You raise an interesting point, when I spoke to the deputy editor of _The Biologist_ he told me that is was peer reviewed, and when I spoke with the reporter from the Daily Mail he said the only reason they were looking at this story was it had been published in a peer review journal? So is it peer reviewed or not? 

The publication is I agree complete rubbish, there is no science it’s merely the political posturing of two long established Animal Rights activists who have collaborated for the best part of two decades. Spouting their personal opinions for political and financial objectives, it has about as much scientific content as a can of baked beans, indeed arguably the latter the significantly science….
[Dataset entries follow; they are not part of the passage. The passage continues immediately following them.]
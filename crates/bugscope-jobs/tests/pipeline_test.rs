//! End-to-end tests for the analysis pipeline against the in-memory store.
//!
//! Covers:
//! - Successful analysis: bug `analyzed`, job `done`
//! - Provider failure and timeout: bug and job `error`, no reprocessing
//! - Missing bug: job `error` with a "not found" message
//! - Idempotency: an analyzed bug is never sent to the provider again
//! - Malformed payloads and context degradation

use std::path::PathBuf;
use std::sync::Arc;
use std::time::Duration;

use bugscope_core::{
    AnalysisRecord, BugRepository, BugStatus, CreateBugRequest, CreateProjectRequest,
    JobRepository, JobStatus, JobType, ProjectRepository, Severity, SubmittedBug, TelemetryLog,
    Viewport,
};
use bugscope_db::MemoryStore;
use bugscope_inference::MockAnalysisProvider;
use bugscope_jobs::{AnalysisPipeline, CycleOutcome};
use serde_json::json;
use tempfile::TempDir;
use uuid::Uuid;

// ============================================================================
// HELPER FUNCTIONS
// ============================================================================

async fn store_with_project() -> (MemoryStore, Uuid) {
    let store = MemoryStore::new();
    let project = ProjectRepository::insert(
        &store,
        CreateProjectRequest {
            name: "Shop".to_string(),
            public_key: "pk_shop".to_string(),
            secret_key: "sk_shop".to_string(),
        },
    )
    .await
    .unwrap();
    (store, project.id)
}

async fn submit_bug(store: &MemoryStore, project_id: Uuid) -> SubmittedBug {
    store
        .submit(CreateBugRequest {
            project_id,
            title: "Checkout button does nothing".to_string(),
            steps: "1. Add item\n2. Click checkout".to_string(),
            expected: "Payment page opens".to_string(),
            actual: "Nothing happens".to_string(),
            severity: Severity::High,
            url: "https://shop.example.com/checkout".to_string(),
            user_agent: "Mozilla/5.0".to_string(),
            viewport: Viewport {
                width: 1280,
                height: 720,
            },
            console_logs: TelemetryLog::new(),
            network_errors: TelemetryLog::new(),
            screenshot_data_url: None,
        })
        .await
        .unwrap()
}

fn pipeline(store: &MemoryStore, provider: &MockAnalysisProvider) -> AnalysisPipeline {
    AnalysisPipeline::new(
        Arc::new(store.clone()),
        Arc::new(store.clone()),
        Arc::new(provider.clone()),
    )
}

fn stub_provider() -> MockAnalysisProvider {
    MockAnalysisProvider::new()
        .with_name("stub")
        .with_analysis("ok")
        .with_diff("NONE")
        .with_confidence(0.9)
}

// ============================================================================
// SCENARIOS
// ============================================================================

#[tokio::test]
async fn test_successful_analysis() {
    let (store, project_id) = store_with_project().await;
    let ids = submit_bug(&store, project_id).await;
    let provider = stub_provider();

    let outcome = pipeline(&store, &provider).run_cycle().await;
    assert_eq!(
        outcome,
        CycleOutcome::Completed {
            job_id: ids.job_id,
            bug_id: ids.bug_id,
            provider: "stub".to_string(),
        }
    );

    let bug = BugRepository::get(&store, ids.bug_id).await.unwrap().unwrap();
    assert_eq!(bug.status, BugStatus::Analyzed);
    assert_eq!(bug.ai_analysis.as_deref(), Some("ok"));
    assert!(bug.ai_patch_diff.is_none());
    assert_eq!(bug.confidence, Some(0.9));
    assert_eq!(bug.ai_provider.as_deref(), Some("stub"));

    let job = JobRepository::get(&store, ids.job_id).await.unwrap().unwrap();
    assert_eq!(job.status, JobStatus::Done);
    assert!(job.error.is_none());
    assert_eq!(provider.call_count(), 1);
}

#[tokio::test]
async fn test_patch_and_confidence_are_normalized() {
    let (store, project_id) = store_with_project().await;
    let ids = submit_bug(&store, project_id).await;
    let diff = "--- a/src/Checkout.tsx\n+++ b/src/Checkout.tsx\n@@ -1 +1 @@\n-a\n+b\n";
    let provider = stub_provider().with_diff(diff).with_confidence(1.5);

    pipeline(&store, &provider).run_cycle().await;

    let bug = BugRepository::get(&store, ids.bug_id).await.unwrap().unwrap();
    assert_eq!(bug.ai_patch_diff.as_deref(), Some(diff));
    assert_eq!(bug.confidence, Some(1.0));
}

#[tokio::test]
async fn test_percentage_confidence_is_scaled() {
    let (store, project_id) = store_with_project().await;
    let ids = submit_bug(&store, project_id).await;
    let provider = stub_provider().with_confidence(85.0);

    pipeline(&store, &provider).run_cycle().await;

    let bug = BugRepository::get(&store, ids.bug_id).await.unwrap().unwrap();
    let confidence = bug.confidence.unwrap();
    assert!((confidence - 0.85).abs() < 1e-9);
}

#[tokio::test]
async fn test_provider_timeout_marks_job_and_bug_error() {
    let (store, project_id) = store_with_project().await;
    let ids = submit_bug(&store, project_id).await;
    let provider = stub_provider().with_latency(Duration::from_millis(500));
    let pipeline = pipeline(&store, &provider).with_timeout(Duration::from_millis(50));

    let outcome = pipeline.run_cycle().await;
    match outcome {
        CycleOutcome::Failed { job_id, bug_id, error } => {
            assert_eq!(job_id, ids.job_id);
            assert_eq!(bug_id, Some(ids.bug_id));
            assert!(error.contains("timed out"));
        }
        other => panic!("expected failure, got {:?}", other),
    }

    let bug = BugRepository::get(&store, ids.bug_id).await.unwrap().unwrap();
    assert_eq!(bug.status, BugStatus::Error);
    assert!(bug.ai_analysis.is_none());

    let job = JobRepository::get(&store, ids.job_id).await.unwrap().unwrap();
    assert_eq!(job.status, JobStatus::Error);
    assert!(!job.error.unwrap_or_default().is_empty());

    // The failed job is not picked up again
    assert_eq!(pipeline.run_cycle().await, CycleOutcome::Idle);
    let job = JobRepository::get(&store, ids.job_id).await.unwrap().unwrap();
    assert_eq!(job.status, JobStatus::Error);
}

#[tokio::test]
async fn test_provider_error_message_is_recorded() {
    let (store, project_id) = store_with_project().await;
    let ids = submit_bug(&store, project_id).await;
    let provider = stub_provider().failing("quota exceeded");

    let outcome = pipeline(&store, &provider).run_cycle().await;
    assert!(matches!(outcome, CycleOutcome::Failed { .. }));

    let job = JobRepository::get(&store, ids.job_id).await.unwrap().unwrap();
    assert_eq!(job.status, JobStatus::Error);
    assert!(job.error.unwrap().contains("quota exceeded"));

    let bug = BugRepository::get(&store, ids.bug_id).await.unwrap().unwrap();
    assert_eq!(bug.status, BugStatus::Error);
}

#[tokio::test]
async fn test_empty_analysis_fails_instead_of_analyzing() {
    let (store, project_id) = store_with_project().await;
    let ids = submit_bug(&store, project_id).await;
    let provider = stub_provider().with_analysis("   ");

    let outcome = pipeline(&store, &provider).run_cycle().await;
    assert!(matches!(outcome, CycleOutcome::Failed { .. }));

    let bug = BugRepository::get(&store, ids.bug_id).await.unwrap().unwrap();
    assert_eq!(bug.status, BugStatus::Error);
    assert!(bug.ai_analysis.is_none());
}

#[tokio::test]
async fn test_missing_bug_fails_job() {
    let (store, _) = store_with_project().await;
    let job_id = store
        .enqueue(JobType::AnalyzeBug, json!({"bugId": "does-not-exist"}))
        .await
        .unwrap();
    let provider = stub_provider();

    let outcome = pipeline(&store, &provider).run_cycle().await;
    assert!(matches!(
        outcome,
        CycleOutcome::Failed { bug_id: None, .. }
    ));

    let job = JobRepository::get(&store, job_id).await.unwrap().unwrap();
    assert_eq!(job.status, JobStatus::Error);
    assert!(job.error.unwrap().contains("not found"));

    let bugs = store.list(Default::default()).await.unwrap();
    assert!(bugs.is_empty());
    assert_eq!(provider.call_count(), 0);
}

#[tokio::test]
async fn test_unknown_uuid_fails_job() {
    let (store, _) = store_with_project().await;
    let job_id = store
        .enqueue(
            JobType::AnalyzeBug,
            json!({"bugId": Uuid::now_v7().to_string()}),
        )
        .await
        .unwrap();

    pipeline(&store, &stub_provider()).run_cycle().await;

    let job = JobRepository::get(&store, job_id).await.unwrap().unwrap();
    assert_eq!(job.status, JobStatus::Error);
    assert!(job.error.unwrap().contains("not found"));
}

#[tokio::test]
async fn test_malformed_payload_touches_no_bug() {
    let (store, project_id) = store_with_project().await;
    let ids = submit_bug(&store, project_id).await;
    // Take the real job out of the way so the malformed one is claimed
    store.claim_next(JobType::AnalyzeBug).await.unwrap();

    let job_id = store
        .enqueue(JobType::AnalyzeBug, json!({"unexpected": true}))
        .await
        .unwrap();
    let provider = stub_provider();

    let outcome = pipeline(&store, &provider).run_cycle().await;
    assert!(matches!(
        outcome,
        CycleOutcome::Failed { bug_id: None, .. }
    ));

    let job = JobRepository::get(&store, job_id).await.unwrap().unwrap();
    assert_eq!(job.status, JobStatus::Error);
    assert!(job.error.is_some());

    let bug = BugRepository::get(&store, ids.bug_id).await.unwrap().unwrap();
    assert_eq!(bug.status, BugStatus::Queued);
    assert_eq!(provider.call_count(), 0);
}

#[tokio::test]
async fn test_analyzed_bug_is_skipped() {
    let (store, project_id) = store_with_project().await;
    let ids = submit_bug(&store, project_id).await;
    store.set_status(ids.bug_id, BugStatus::Analyzing).await.unwrap();
    store
        .record_analysis(
            ids.bug_id,
            &AnalysisRecord {
                analysis: "Already explained.".to_string(),
                patch_diff: None,
                confidence: 0.7,
                provider: "earlier".to_string(),
            },
        )
        .await
        .unwrap();

    let provider = stub_provider();
    let outcome = pipeline(&store, &provider).run_cycle().await;
    assert_eq!(
        outcome,
        CycleOutcome::Skipped {
            job_id: ids.job_id,
            bug_id: ids.bug_id,
        }
    );
    assert_eq!(provider.call_count(), 0);

    let job = JobRepository::get(&store, ids.job_id).await.unwrap().unwrap();
    assert_eq!(job.status, JobStatus::Done);

    let bug = BugRepository::get(&store, ids.bug_id).await.unwrap().unwrap();
    assert_eq!(bug.ai_analysis.as_deref(), Some("Already explained."));
    assert_eq!(bug.ai_provider.as_deref(), Some("earlier"));
}

#[tokio::test]
async fn test_concurrent_duplicate_result_is_discarded() {
    let (store, project_id) = store_with_project().await;
    let ids = submit_bug(&store, project_id).await;
    let second = store
        .enqueue(
            JobType::AnalyzeBug,
            json!({"bugId": ids.bug_id.to_string()}),
        )
        .await
        .unwrap();
    let provider = stub_provider().with_latency(Duration::from_millis(100));
    let pipeline = pipeline(&store, &provider);

    // Both jobs reach the provider while the bug is `analyzing`
    let (first_outcome, second_outcome) =
        tokio::join!(pipeline.run_cycle(), pipeline.run_cycle());
    assert_eq!(provider.call_count(), 2);
    assert!(matches!(first_outcome, CycleOutcome::Completed { .. }));
    assert_eq!(
        second_outcome,
        CycleOutcome::Skipped {
            job_id: second,
            bug_id: ids.bug_id,
        }
    );

    let bug = BugRepository::get(&store, ids.bug_id).await.unwrap().unwrap();
    assert_eq!(bug.status, BugStatus::Analyzed);
    let job = JobRepository::get(&store, second).await.unwrap().unwrap();
    assert_eq!(job.status, JobStatus::Done);
}

#[tokio::test]
async fn test_duplicate_job_analyzes_once() {
    let (store, project_id) = store_with_project().await;
    let ids = submit_bug(&store, project_id).await;
    let second = store
        .enqueue(
            JobType::AnalyzeBug,
            json!({"bugId": ids.bug_id.to_string()}),
        )
        .await
        .unwrap();
    let provider = stub_provider();
    let pipeline = pipeline(&store, &provider);

    assert!(matches!(
        pipeline.run_cycle().await,
        CycleOutcome::Completed { .. }
    ));
    assert!(matches!(
        pipeline.run_cycle().await,
        CycleOutcome::Skipped { .. }
    ));
    assert_eq!(provider.call_count(), 1);

    let job = JobRepository::get(&store, second).await.unwrap().unwrap();
    assert_eq!(job.status, JobStatus::Done);
}

#[tokio::test]
async fn test_empty_queue_is_idle() {
    let (store, _) = store_with_project().await;
    let provider = stub_provider();
    assert!(pipeline(&store, &provider).run_cycle().await.is_idle());
    assert_eq!(provider.call_count(), 0);
}

#[tokio::test]
async fn test_jobs_processed_in_submission_order() {
    let (store, project_id) = store_with_project().await;
    let first = submit_bug(&store, project_id).await;
    let second = submit_bug(&store, project_id).await;
    let provider = stub_provider();
    let pipeline = pipeline(&store, &provider);

    assert_eq!(pipeline.run_cycle().await.job_id(), Some(first.job_id));
    assert_eq!(pipeline.run_cycle().await.job_id(), Some(second.job_id));

    let calls = provider.calls();
    assert_eq!(calls[0].bug_id, first.bug_id);
    assert_eq!(calls[1].bug_id, second.bug_id);
}

// ============================================================================
// CONTEXT
// ============================================================================

#[tokio::test]
async fn test_context_is_passed_to_provider() {
    let root = TempDir::new().unwrap();
    std::fs::create_dir_all(root.path().join("src/pages")).unwrap();
    std::fs::write(root.path().join("src/pages/Checkout.tsx"), "export {}").unwrap();
    std::fs::write(root.path().join("src/pages/Home.tsx"), "export {}").unwrap();

    let (store, project_id) = store_with_project().await;
    submit_bug(&store, project_id).await;
    let provider = stub_provider();
    let pipeline =
        pipeline(&store, &provider).with_context_root(Some(root.path().to_path_buf()));

    pipeline.run_cycle().await;

    let calls = provider.calls();
    assert_eq!(
        calls[0].context,
        vec!["src/pages/Checkout.tsx", "src/pages/Home.tsx"]
    );
}

#[tokio::test]
async fn test_missing_context_root_degrades_to_empty() {
    let (store, project_id) = store_with_project().await;
    let ids = submit_bug(&store, project_id).await;
    let provider = stub_provider();
    let pipeline = pipeline(&store, &provider)
        .with_context_root(Some(PathBuf::from("/nonexistent/bugscope-context")));

    let outcome = pipeline.run_cycle().await;
    assert!(matches!(outcome, CycleOutcome::Completed { .. }));
    assert!(provider.calls()[0].context.is_empty());

    let bug = BugRepository::get(&store, ids.bug_id).await.unwrap().unwrap();
    assert_eq!(bug.status, BugStatus::Analyzed);
}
Regards your suggestion that the Society of Biology should be ashamed of publishing such detritus, I suspect they themselves are fast coming to that conclusion and like you I look forward to seeing the next issue………


----------



## DavidR

Chris Newman said:


> You raise an interesting point, when I spoke to the deputy editor of _The Biologist_ he told me that is was peer reviewed, and when I spoke with the reporter from the Daily Mail he said the only reason they were looking at this story was it had been published in a peer review journal? So is it peer reviewed or not?


It is definitely not a peer reviewed journal, it is a membership magazine. It does not publish scientific papers, merely articles about science. The Society of Biology do publish a journal, The Journal of Biological Education, but obviously this article wasn't published in that. I have no idea what the editorial process is for _The Biologist_ but it won't involve traditional peer review.

David.


----------



## mstypical

LiamRatSnake said:


> Scroll to 7.43.
> BBC iPlayer - Watch Live - BBC News Channel
> In an hour or so it will be lost.
> I think both did okay, the bald bloke really well in fact, but noone has the facts and figures like you do - I thoroughly enjoyed you bashing Clifford on the radio a few months back.


Thanks for the link, I just caught it, it's about to disappear now as it's almost 2 hours old.

It's frightening that this made it on to the news at all really, I have never heard of Mr King before now but I thought he did very well, the guy in hat... well talk about a shameless self-important plug! 

Chris what are we as a community going to do about this? It's becoming all too regular lately for my liking, and we all know that the media can destroy whole cultures with its misinformation long before the facts can be brought to light.


----------



## Chris Newman

DavidR said:


> It is definitely not a peer reviewed journal, it is a membership magazine. It does not publish scientific papers, merely articles about science. The Society of Biology do publish a journal, The Journal of Biological Education, but obviously this article wasn't published in that. I have no idea what the editorial process is for _The Biologist_ but it won't involve traditional peer review.
> 
> David.


Thank you that is most interesting, more smoke and mirrors? I need to get to the bottom of this….


----------



## Chris Newman

mstypical said:


> Chris what are we as a community going to do about this? It's becoming all too regular lately for my liking, and we all know that the media can destroy whole cultures with its misinformation long before the facts can be brought to light.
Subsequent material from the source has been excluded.